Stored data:
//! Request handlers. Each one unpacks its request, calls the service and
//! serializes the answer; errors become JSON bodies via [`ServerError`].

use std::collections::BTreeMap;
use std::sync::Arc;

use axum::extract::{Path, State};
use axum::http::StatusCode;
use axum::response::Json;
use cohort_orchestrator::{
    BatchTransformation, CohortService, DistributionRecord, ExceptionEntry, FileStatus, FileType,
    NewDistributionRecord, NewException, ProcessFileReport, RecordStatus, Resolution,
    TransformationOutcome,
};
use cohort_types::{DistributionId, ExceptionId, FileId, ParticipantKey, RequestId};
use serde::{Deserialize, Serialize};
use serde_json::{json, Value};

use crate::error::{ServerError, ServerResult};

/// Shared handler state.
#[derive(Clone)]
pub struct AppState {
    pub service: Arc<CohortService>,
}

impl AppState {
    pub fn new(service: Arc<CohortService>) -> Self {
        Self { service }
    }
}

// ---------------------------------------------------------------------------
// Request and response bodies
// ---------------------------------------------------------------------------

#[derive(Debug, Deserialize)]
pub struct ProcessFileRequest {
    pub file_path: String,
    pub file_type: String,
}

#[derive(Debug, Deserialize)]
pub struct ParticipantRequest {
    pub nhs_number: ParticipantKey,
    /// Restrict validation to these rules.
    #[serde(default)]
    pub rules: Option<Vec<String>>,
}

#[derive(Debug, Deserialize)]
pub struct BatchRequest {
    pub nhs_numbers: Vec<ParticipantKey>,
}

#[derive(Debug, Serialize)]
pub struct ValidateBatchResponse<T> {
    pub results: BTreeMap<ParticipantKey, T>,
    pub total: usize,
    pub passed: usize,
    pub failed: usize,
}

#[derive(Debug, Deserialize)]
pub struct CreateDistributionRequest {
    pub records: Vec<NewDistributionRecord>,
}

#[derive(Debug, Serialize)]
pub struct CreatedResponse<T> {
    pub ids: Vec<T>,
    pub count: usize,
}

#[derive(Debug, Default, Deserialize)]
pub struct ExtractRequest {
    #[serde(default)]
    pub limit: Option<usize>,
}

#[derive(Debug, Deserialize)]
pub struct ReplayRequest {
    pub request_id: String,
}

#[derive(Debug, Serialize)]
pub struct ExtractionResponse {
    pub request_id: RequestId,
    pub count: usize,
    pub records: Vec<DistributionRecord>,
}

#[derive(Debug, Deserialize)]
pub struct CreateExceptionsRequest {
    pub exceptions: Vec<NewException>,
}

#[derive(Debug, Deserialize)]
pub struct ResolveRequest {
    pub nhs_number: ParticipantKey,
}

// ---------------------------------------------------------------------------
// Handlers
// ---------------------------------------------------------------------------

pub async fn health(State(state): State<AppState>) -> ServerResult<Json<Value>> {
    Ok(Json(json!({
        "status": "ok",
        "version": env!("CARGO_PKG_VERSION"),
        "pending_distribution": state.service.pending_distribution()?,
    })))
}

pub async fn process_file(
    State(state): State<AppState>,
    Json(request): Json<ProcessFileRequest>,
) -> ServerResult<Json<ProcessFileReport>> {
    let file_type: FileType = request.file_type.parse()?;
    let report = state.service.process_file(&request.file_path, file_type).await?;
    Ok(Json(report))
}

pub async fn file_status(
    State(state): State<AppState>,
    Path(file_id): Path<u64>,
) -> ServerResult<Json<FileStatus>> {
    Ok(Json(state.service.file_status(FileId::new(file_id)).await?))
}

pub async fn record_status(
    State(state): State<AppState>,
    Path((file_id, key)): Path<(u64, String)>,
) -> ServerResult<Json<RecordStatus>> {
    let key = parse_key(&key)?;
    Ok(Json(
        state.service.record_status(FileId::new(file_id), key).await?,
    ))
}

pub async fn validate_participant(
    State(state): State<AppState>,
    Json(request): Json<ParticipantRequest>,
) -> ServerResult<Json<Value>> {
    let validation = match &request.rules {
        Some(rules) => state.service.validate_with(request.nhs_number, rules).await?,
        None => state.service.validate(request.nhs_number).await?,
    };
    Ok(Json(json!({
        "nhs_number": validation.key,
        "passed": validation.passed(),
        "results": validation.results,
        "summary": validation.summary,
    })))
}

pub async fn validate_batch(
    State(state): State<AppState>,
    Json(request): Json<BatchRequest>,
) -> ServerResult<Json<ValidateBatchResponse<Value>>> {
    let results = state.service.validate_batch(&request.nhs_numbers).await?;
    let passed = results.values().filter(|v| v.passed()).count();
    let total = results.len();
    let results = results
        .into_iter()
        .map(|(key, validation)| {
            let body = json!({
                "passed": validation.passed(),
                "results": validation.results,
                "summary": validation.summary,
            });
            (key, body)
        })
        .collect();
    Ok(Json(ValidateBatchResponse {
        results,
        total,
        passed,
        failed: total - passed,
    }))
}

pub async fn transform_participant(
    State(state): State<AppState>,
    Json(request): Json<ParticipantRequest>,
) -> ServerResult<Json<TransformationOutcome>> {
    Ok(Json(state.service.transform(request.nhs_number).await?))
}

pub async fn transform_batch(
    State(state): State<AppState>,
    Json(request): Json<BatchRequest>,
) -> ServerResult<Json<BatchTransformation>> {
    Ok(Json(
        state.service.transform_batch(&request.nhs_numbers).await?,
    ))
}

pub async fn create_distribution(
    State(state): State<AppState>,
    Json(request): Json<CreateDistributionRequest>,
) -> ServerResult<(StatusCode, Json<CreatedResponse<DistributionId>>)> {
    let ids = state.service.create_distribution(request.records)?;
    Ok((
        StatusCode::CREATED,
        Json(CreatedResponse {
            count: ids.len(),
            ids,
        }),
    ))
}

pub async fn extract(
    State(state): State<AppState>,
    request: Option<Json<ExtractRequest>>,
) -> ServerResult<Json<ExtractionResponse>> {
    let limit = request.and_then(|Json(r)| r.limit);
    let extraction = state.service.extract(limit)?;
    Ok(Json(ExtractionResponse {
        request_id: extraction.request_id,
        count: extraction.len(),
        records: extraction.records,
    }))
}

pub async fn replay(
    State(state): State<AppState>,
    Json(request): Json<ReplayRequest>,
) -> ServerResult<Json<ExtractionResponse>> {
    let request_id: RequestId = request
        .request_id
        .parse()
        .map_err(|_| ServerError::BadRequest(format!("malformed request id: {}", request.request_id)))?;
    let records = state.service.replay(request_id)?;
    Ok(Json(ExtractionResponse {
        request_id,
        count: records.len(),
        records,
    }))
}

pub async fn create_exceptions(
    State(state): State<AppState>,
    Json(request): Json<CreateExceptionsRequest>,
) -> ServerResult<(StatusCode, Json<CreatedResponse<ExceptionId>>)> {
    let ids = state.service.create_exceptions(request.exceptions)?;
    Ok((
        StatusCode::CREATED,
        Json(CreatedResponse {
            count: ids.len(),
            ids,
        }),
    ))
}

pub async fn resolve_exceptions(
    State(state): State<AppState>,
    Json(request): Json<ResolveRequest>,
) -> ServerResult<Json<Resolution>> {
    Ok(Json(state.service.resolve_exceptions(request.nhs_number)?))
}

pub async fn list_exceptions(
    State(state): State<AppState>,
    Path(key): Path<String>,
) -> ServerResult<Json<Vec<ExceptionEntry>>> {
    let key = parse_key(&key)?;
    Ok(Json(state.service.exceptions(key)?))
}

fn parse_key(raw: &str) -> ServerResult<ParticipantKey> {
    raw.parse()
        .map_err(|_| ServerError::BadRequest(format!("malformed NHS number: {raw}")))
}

• Aim of the task:
What lines of the data contain the string "Option"? List them.

• Solution to this task:
    pub rules: Option<Vec<String>>,
    pub limit: Option<usize>,
    request: Option<Json<ExtractRequest>>,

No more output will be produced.